During intravenous administration of varying doses of angiotensin II antibody to anesthetized rats, apparently specific vascular receptors were characterized. These receptors compete with administered antibody to bind circulating angiotensin. This competitive phenomenon was used to evaluate the affinity of these receptors for angiotensin. Apparent vascular receptor affinity was defined by the amount of antibody required to block the blood pressure response to exogenous angiotensin. It was found that this receptor affinity varies directly with sodium intake so that the amount of antibody required to block was eightfold greater in normal animals on a high sodium intake, as compared with those on a low sodium intake. Sodium dependence of receptors was also demonstrated in nephrectomized animals, in desoxycorticosterone (DOC)-treated rats, and in chronic renal hypertension. Thus the observed changes in receptor affinity were usually inversely related to measured endogenous angiotensin II levels. Ganglionic blockade increased antibody requirement eightfold. All of these changes were consistent, with no overlap observed in response of individual animals from different groups. These results may explain the variation in pressor activity of angiotensin associated with changes in salt balance and ganglionic blockade.

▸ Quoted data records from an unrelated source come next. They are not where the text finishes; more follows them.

/// Torrent engine core: swarm lifecycle over an injected session backend,
/// persistence gateway and event bus.
///
/// Construct inside a Tokio runtime; the alert pump and stats aggregator are
/// spawned immediately and run until [`shutdown`](Self::shutdown) (or drop).
pub struct TorrentEngine {
    shared: Arc<EngineShared>,
    shutdown: watch::Sender<bool>,
    tasks: Mutex<Vec<JoinHandle<()>>>,
}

In general, when sufficient antibody was injected to block the effect of exogenous angiotensin a blood pressure lowering effect was also observed. Two exceptions were the nephrectomized and the one-kidney renal hypertensive animals, in both of which antibody administration had no effect on blood pressure.

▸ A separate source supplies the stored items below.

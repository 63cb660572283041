//! Alert pump and stats aggregator.
//!
//! Two periodic tasks drive the engine: the pump drains session alerts every
//! 100 ms, classifies them and applies registry/persistence/event effects;
//! the aggregator runs at 1 s, refreshes cached statuses from their handles
//! and publishes session-wide statistics. Persistence failures are logged
//! and never abort a batch.

use std::sync::Arc;
use std::time::Duration;

use chrono::Utc;
use eddy_events::Event;
use eddy_torrent_core::{
    InfoHash, Metainfo, RecordPatch, SessionStats, TorrentError, TorrentErrorKind, TorrentState,
    TorrentStatus, encode_metainfo_blob,
};
use tokio::sync::watch;
use tokio::task::JoinHandle;
use tracing::{debug, error, info, warn};

use crate::alert::Alert;
use crate::convert;
use crate::engine::EngineShared;
use crate::session::TorrentHandle;

pub(crate) const ALERT_POLL_INTERVAL: Duration = Duration::from_millis(100);
pub(crate) const STATS_INTERVAL: Duration = Duration::from_secs(1);

pub(crate) fn spawn(
    shared: Arc<EngineShared>,
    shutdown: watch::Receiver<bool>,
) -> Vec<JoinHandle<()>> {
    vec![
        tokio::spawn(alert_loop(Arc::clone(&shared), shutdown.clone())),
        tokio::spawn(stats_loop(shared, shutdown)),
    ]
}

async fn alert_loop(shared: Arc<EngineShared>, mut shutdown: watch::Receiver<bool>) {
    let mut poll = tokio::time::interval(ALERT_POLL_INTERVAL);
    loop {
        tokio::select! {
            _ = poll.tick() => drain_alerts(&shared).await,
            changed = shutdown.changed() => {
                if changed.is_err() || *shutdown.borrow() {
                    break;
                }
            }
        }
    }
}

async fn stats_loop(shared: Arc<EngineShared>, mut shutdown: watch::Receiver<bool>) {
    let mut tick = tokio::time::interval(STATS_INTERVAL);
    loop {
        tokio::select! {
            _ = tick.tick() => aggregate_stats(&shared).await,
            changed = shutdown.changed() => {
                if changed.is_err() || *shutdown.borrow() {
                    break;
                }
            }
        }
    }
}

/// Drain every pending alert from the session in one batch.
pub(crate) async fn drain_alerts(shared: &EngineShared) {
    for alert in shared.session.pop_alerts() {
        handle_alert(shared, alert).await;
    }
}

/// Classify a single alert and apply its effects.
pub(crate) async fn handle_alert(shared: &EngineShared, alert: Alert) {
    match alert {
        Alert::Added { handle } => on_added(shared, handle).await,
        Alert::Removed { info_hash } => on_removed(shared, info_hash).await,
        Alert::StateChanged {
            info_hash,
            old,
            new,
        } => on_state_changed(shared, info_hash, old, new).await,
        Alert::Finished { info_hash } => on_finished(shared, info_hash).await,
        Alert::Faulted {
            info_hash,
            kind,
            message,
        } => on_faulted(shared, info_hash, kind, message).await,
        Alert::TrackerError {
            info_hash,
            tracker,
            message,
        } => on_tracker_error(shared, info_hash, tracker, message),
        Alert::TrackerWarning {
            info_hash,
            tracker,
            message,
        } => {
            debug!(%info_hash, tracker = %tracker, message = %message, "tracker warning");
            let _ = shared.events.publish(Event::TrackerWarning {
                info_hash,
                tracker,
                message,
            });
        }
        Alert::SessionStats { counters } => shared.set_counters(counters),
        Alert::Unknown => {}
    }
}

/// Persistence failures are warnings; the in-memory registry stays
/// authoritative for the session.
async fn patch_record(shared: &EngineShared, info_hash: InfoHash, patch: RecordPatch) {
    if let Err(err) = shared.gateway.update_record(&info_hash, patch).await {
        warn!(%info_hash, error = %err, "failed to update torrent record");
    }
}

async fn on_added(shared: &EngineShared, handle: TorrentHandle) {
    let info_hash = handle.info_hash();
    let raw = match handle.status() {
        Ok(raw) => raw,
        Err(err) => {
            warn!(%info_hash, error = %err, "added alert carried a dead handle");
            return;
        }
    };
    let pending = shared.registry.take_pending(&info_hash);

    let mut status = TorrentStatus::new(info_hash, String::new(), raw.save_path.clone());
    convert::refresh_status(&mut status, raw);
    if status.name.is_empty() {
        status.name = pending
            .as_ref()
            .and_then(|pending| pending.name_hint.clone())
            .unwrap_or_else(|| format!("Torrent {}", info_hash.short8()));
    }

    shared.registry.insert(info_hash, handle, status.clone());

    let magnet_uri = pending
        .as_ref()
        .and_then(|pending| pending.magnet_uri.clone());
    let metainfo_blob = pending
        .as_ref()
        .and_then(|pending| pending.metainfo_blob.as_deref());
    let record = convert::initial_record(&status, magnet_uri, metainfo_blob);
    match shared.gateway.add_record(&record).await {
        Ok(()) => {}
        Err(TorrentError::DuplicateTorrent) => {
            // Restored torrent: the record predates this session.
            let patch = RecordPatch {
                status: Some(status.state.as_str().to_owned()),
                last_active: Some(Utc::now()),
                ..RecordPatch::default()
            };
            if let Err(err) = shared.gateway.update_record(&info_hash, patch).await {
                warn!(%info_hash, error = %err, "failed to refresh restored record");
            }
        }
        Err(err) => warn!(%info_hash, error = %err, "failed to persist torrent record"),
    }

    info!(%info_hash, name = %status.name, "torrent added");
    let _ = shared.events.publish(Event::TorrentAdded {
        info_hash,
        name: status.name,
    });
}

async fn on_removed(shared: &EngineShared, info_hash: InfoHash) {
    shared.registry.remove_entry(&info_hash);
    if let Err(err) = shared.gateway.remove_record(&info_hash).await {
        warn!(%info_hash, error = %err, "failed to remove torrent record");
    }
    info!(%info_hash, "torrent removed");
    let _ = shared.events.publish(Event::TorrentRemoved { info_hash });
}

async fn on_state_changed(
    shared: &EngineShared,
    info_hash: InfoHash,
    old: TorrentState,
    new: TorrentState,
) {
    let updated = shared.registry.update_status(&info_hash, |status| {
        status.state = new;
        status.paused = new == TorrentState::Paused;
    });
    if updated.is_none() {
        debug!(%info_hash, "state change for unmaterialised torrent ignored");
        return;
    }

    if old == TorrentState::DownloadingMetadata {
        materialise_metainfo(shared, &info_hash).await;
    }

    patch_record(
        shared,
        info_hash,
        RecordPatch {
            status: Some(new.as_str().to_owned()),
            last_active: Some(Utc::now()),
            ..RecordPatch::default()
        },
    )
    .await;

    debug!(%info_hash, %old, %new, "torrent state changed");
    let _ = shared
        .events
        .publish(Event::TorrentStateChanged {
            info_hash,
            old,
            new,
        });
}

/// Magnet-born torrents gain their metainfo once the engine has fetched it;
/// embed it so restarts no longer depend on the swarm.
async fn materialise_metainfo(shared: &EngineShared, info_hash: &InfoHash) {
    let Ok(handle) = shared.registry.handle_of(info_hash) else {
        return;
    };
    let Some(blob) = handle.metainfo() else {
        return;
    };
    let metainfo = match Metainfo::parse(&blob) {
        Ok(metainfo) => metainfo,
        Err(err) => {
            warn!(%info_hash, error = %err, "engine-provided metainfo failed to parse");
            return;
        }
    };

    shared.registry.update_status(info_hash, |status| {
        status.name.clone_from(&metainfo.name);
        status.total_wanted = metainfo.total_size;
    });
    let files: Vec<String> = metainfo
        .files
        .iter()
        .map(|file| file.path.clone())
        .collect();
    patch_record(
        shared,
        *info_hash,
        RecordPatch {
            name: Some(metainfo.name),
            total_size: Some(metainfo.total_size),
            files: Some(files),
            metainfo: Some(encode_metainfo_blob(&blob)),
            ..RecordPatch::default()
        },
    )
    .await;
    debug!(%info_hash, "metainfo materialised for magnet-born torrent");
}

async fn on_finished(shared: &EngineShared, info_hash: InfoHash) {
    let completed_at = Utc::now();
    let updated = shared.registry.update_status(&info_hash, |status| {
        status.finished = true;
        status.progress = 1.0;
        status.completed_at = Some(completed_at);
    });
    if updated.is_none() {
        return;
    }

    patch_record(
        shared,
        info_hash,
        RecordPatch {
            progress: Some(1.0),
            last_active: Some(completed_at),
            ..RecordPatch::default()
        },
    )
    .await;

    info!(%info_hash, "torrent finished");
    let _ = shared.events.publish(Event::TorrentFinished { info_hash });
}

async fn on_faulted(
    shared: &EngineShared,
    info_hash: InfoHash,
    kind: TorrentErrorKind,
    message: String,
) {
    shared.registry.update_status(&info_hash, |status| {
        status.state = TorrentState::Error;
        status.error = Some(message.clone());
    });
    patch_record(
        shared,
        info_hash,
        RecordPatch {
            status: Some(TorrentState::Error.as_str().to_owned()),
            last_active: Some(Utc::now()),
            ..RecordPatch::default()
        },
    )
    .await;

    error!(%info_hash, kind = %kind, message = %message, "torrent failed");
    let _ = shared.events.publish(Event::TorrentError {
        info_hash,
        kind,
        message,
    });
}

fn on_tracker_error(shared: &EngineShared, info_hash: InfoHash, tracker: String, message: String) {
    shared.registry.update_status(&info_hash, |status| {
        status.error = Some(match status.error.take() {
            Some(existing) => format!("{existing}; {message}"),
            None => message.clone(),
        });
    });
    warn!(%info_hash, tracker = %tracker, message = %message, "tracker error");
    let _ = shared.events.publish(Event::TrackerError {
        info_hash,
        tracker,
        message,
    });
}

/// Aggregate one stats tick: refresh cached statuses, bucket by state, merge
/// the last-known session counters, publish progress and stats events.
pub(crate) async fn aggregate_stats(shared: &EngineShared) {
    shared.session.post_stats_request();

    let mut refreshed = Vec::new();
    for (info_hash, handle) in shared.registry.entries_snapshot() {
        match handle.status() {
            Ok(raw) => {
                if let Some(updated) = shared
                    .registry
                    .update_status(&info_hash, |cached| convert::refresh_status(cached, raw))
                {
                    refreshed.push(updated);
                }
            }
            Err(err) => warn!(%info_hash, error = %err, "failed to refresh torrent status"),
        }
    }

    let counters = shared.counters();
    let mut stats = SessionStats {
        total_downloaded: counters.total_payload_download,
        total_uploaded: counters.total_payload_upload,
        dht_nodes: counters.dht_nodes,
        ..SessionStats::default()
    };
    for status in &refreshed {
        stats.total_torrents += 1;
        if status.paused {
            stats.paused_torrents += 1;
        } else {
            stats.active_torrents += 1;
            match status.state {
                TorrentState::Downloading | TorrentState::DownloadingMetadata => {
                    stats.downloading_torrents += 1;
                }
                TorrentState::Seeding => stats.seeding_torrents += 1,
                _ => {}
            }
        }
        stats.download_rate += status.download_rate;
        stats.upload_rate += status.upload_rate;
        stats.total_peers += status.peers;
    }
    if stats.total_downloaded > 0 {
        stats.global_ratio = stats.total_uploaded as f64 / stats.total_downloaded as f64;
    }
    shared.set_stats(stats.clone());

    for status in refreshed {
        let info_hash = status.info_hash;
        let _ = shared.events.publish(Event::TorrentProgress {
            info_hash,
            status: Box::new(status),
        });
    }
    let _ = shared.events.publish(Event::SessionStatsUpdated { stats });
}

Additional results suggest that changes in receptor affinity are involved in the pathogenesis of various types of experimental hypertensions because the amount of antibody required to block angiotensin was enhanced in renal (twofold), DOC (fourfold), and genetic (fourfold) hypertension. Accordingly, changes in the affinity of these receptors could be critically involved in normal blood pressure control and in various forms of experimental and clinical hypertension, even when circulating angiotensin II levels are normal.